BEGIN Data under study

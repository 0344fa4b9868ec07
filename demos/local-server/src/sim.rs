//! In-process stand-ins for the gadget daemon and the cluster.

use std::sync::atomic::{AtomicBool, AtomicU64, Ordering};
use std::sync::{Arc, Mutex, PoisonError};
use std::time::{Duration, SystemTime, UNIX_EPOCH};

use async_trait::async_trait;
use ig_mcp_server::kernel::{ClusterClient, KernelResult};
use ig_mcp_server::manager::{
    GadgetRuntime, Record, RecordSink, RunRequest, RunTarget, RuntimeError, RuntimeInstance,
    RuntimeResult,
};
use ig_mcp_server::primitives::{
    DESCRIPTION_ANNOTATION, DataSourceDescriptor, FieldDescriptor, GadgetDescriptor, GadgetRef,
    InstanceId, ParamDescriptor, VALUE_ONE_OF_ANNOTATION,
};
use serde_json::json;
use tokio_util::sync::CancellationToken;
use tracing::debug;

const EMIT_INTERVAL: Duration = Duration::from_millis(200);
const ATTACH_RECORDS: u64 = 3;

/// Gadget daemon emitting synthetic events.
#[derive(Debug, Default)]
pub struct SimulatedRuntime {
    instances: Mutex<Vec<RuntimeInstance>>,
    sequence: AtomicU64,
}

impl SimulatedRuntime {
    fn emit(&self, sink: &dyn RecordSink, source: &str) {
        let seq = self.sequence.fetch_add(1, Ordering::Relaxed);
        sink.on_record(Record::new(
            source,
            json!({
                "seq": seq,
                "k8s": {"namespace": "default", "podName": format!("demo-{}", seq % 3)},
                "comm": "curl",
            }),
        ));
    }

    async fn stream(
        &self,
        sink: &dyn RecordSink,
        source: &str,
        limit: Option<Duration>,
        cancel: &CancellationToken,
    ) {
        let deadline = limit.map(|limit| tokio::time::Instant::now() + limit);
        loop {
            self.emit(sink, source);
            let tick = tokio::time::sleep(EMIT_INTERVAL);
            tokio::select! {
                () = cancel.cancelled() => return,
                () = tick => {}
            }
            if deadline.is_some_and(|deadline| tokio::time::Instant::now() >= deadline) {
                return;
            }
        }
    }
}

fn unix_now() -> i64 {
    SystemTime::now()
        .duration_since(UNIX_EPOCH)
        .map(|elapsed| i64::try_from(elapsed.as_secs()).unwrap_or(i64::MAX))
        .unwrap_or_default()
}

#[async_trait]
impl GadgetRuntime for SimulatedRuntime {
    async fn run(
        &self,
        request: RunRequest,
        sink: Option<Arc<dyn RecordSink>>,
        cancel: CancellationToken,
    ) -> RuntimeResult<()> {
        if let Some(id) = request.detach_id() {
            let RunTarget::Image(image) = request.target() else {
                return Err(RuntimeError::remote("only images can be detached"));
            };
            self.instances
                .lock()
                .unwrap_or_else(PoisonError::into_inner)
                .push(RuntimeInstance {
                    id: id.to_string(),
                    image_name: image.to_string(),
                    tags: request.tags().to_vec(),
                    param_values: request.params().clone(),
                    time_created: unix_now(),
                });
            debug!(gadget_id = %id, "simulated detached run");
            return Ok(());
        }

        let Some(sink) = sink else {
            return Ok(());
        };
        match request.target() {
            RunTarget::Image(image) => {
                let source = image.repository_name().unwrap_or("events");
                self.stream(sink.as_ref(), source, request.timeout(), &cancel).await;
            }
            RunTarget::Instance(id) => {
                let known = self
                    .instances
                    .lock()
                    .unwrap_or_else(PoisonError::into_inner)
                    .iter()
                    .any(|instance| instance.id == id.as_str());
                if !known {
                    return Err(RuntimeError::remote(format!("gadget instance {id} not found")));
                }
                for _ in 0..ATTACH_RECORDS {
                    self.emit(sink.as_ref(), "attached");
                }
            }
        }
        Ok(())
    }

    async fn gadget_info(
        &self,
        image: &GadgetRef,
        _cancel: CancellationToken,
    ) -> RuntimeResult<GadgetDescriptor> {
        let name = image
            .repository_name()
            .map_err(|err| RuntimeError::remote(err.to_string()))?;
        GadgetDescriptor::builder(image.as_str())
            .param(
                ParamDescriptor::new("map-fetch-interval")
                    .with_prefix("operator.oci.ebpf.")
                    .with_default("1s")
                    .with_description("Interval to fetch map contents"),
            )
            .param(
                ParamDescriptor::new("namespace")
                    .with_prefix("operator.KubeManager.")
                    .with_description("Show only data from pods in a given namespace"),
            )
            .data_source(
                DataSourceDescriptor::new(name)
                    .with_field(
                        FieldDescriptor::new("k8s.namespace")
                            .with_annotation(DESCRIPTION_ANNOTATION, "Kubernetes namespace"),
                    )
                    .with_field(
                        FieldDescriptor::new("comm")
                            .with_annotation(DESCRIPTION_ANNOTATION, "Process name")
                            .with_annotation(VALUE_ONE_OF_ANNOTATION, "curl, wget"),
                    ),
            )
            .metadata(format!(
                "name: {}\ndescription: Simulated {} gadget\n",
                name.replace('_', " "),
                name
            ))
            .build()
            .map_err(|err| RuntimeError::remote(err.to_string()))
    }

    async fn remove_instance(&self, id: &InstanceId) -> RuntimeResult<()> {
        let mut instances = self.instances.lock().unwrap_or_else(PoisonError::into_inner);
        let before = instances.len();
        instances.retain(|instance| instance.id != id.as_str());
        if instances.len() == before {
            return Err(RuntimeError::remote(format!("gadget instance {id} not found")));
        }
        Ok(())
    }

    async fn list_instances(&self) -> RuntimeResult<Vec<RuntimeInstance>> {
        Ok(self
            .instances
            .lock()
            .unwrap_or_else(PoisonError::into_inner)
            .clone())
    }

    async fn server_version(&self) -> RuntimeResult<String> {
        Ok("v0.41.0-sim".into())
    }
}

/// Cluster where the gadget chart can be installed instantly.
#[derive(Debug, Default)]
pub struct SimulatedCluster {
    deployed: AtomicBool,
}

#[async_trait]
impl ClusterClient for SimulatedCluster {
    async fn pod_namespaces(&self, _selector: &str) -> KernelResult<Vec<String>> {
        if self.deployed.load(Ordering::SeqCst) {
            Ok(vec!["gadget".into()])
        } else {
            Ok(Vec::new())
        }
    }

    async fn install_chart(&self, chart: &str, release: &str, namespace: &str) -> KernelResult<String> {
        self.deployed.store(true, Ordering::SeqCst);
        Ok(format!("release {release} installed in namespace {namespace} from {chart}"))
    }

    async fn uninstall_chart(&self, release: &str, namespace: &str) -> KernelResult<String> {
        self.deployed.store(false, Ordering::SeqCst);
        Ok(format!("release {release} uninstalled from namespace {namespace}"))
    }

    async fn upgrade_chart(&self, chart: &str, release: &str, _namespace: &str) -> KernelResult<String> {
        Ok(format!("release {release} upgraded to {chart}"))
    }

    async fn release_exists(&self, _release: &str, _namespace: &str) -> KernelResult<bool> {
        Ok(self.deployed.load(Ordering::SeqCst))
    }
}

END Data under study

=== Task instructions ===
Within the entries, count the lines containing the string "deadline" and state nothing but the result.

=== Solution to this exercise ===
2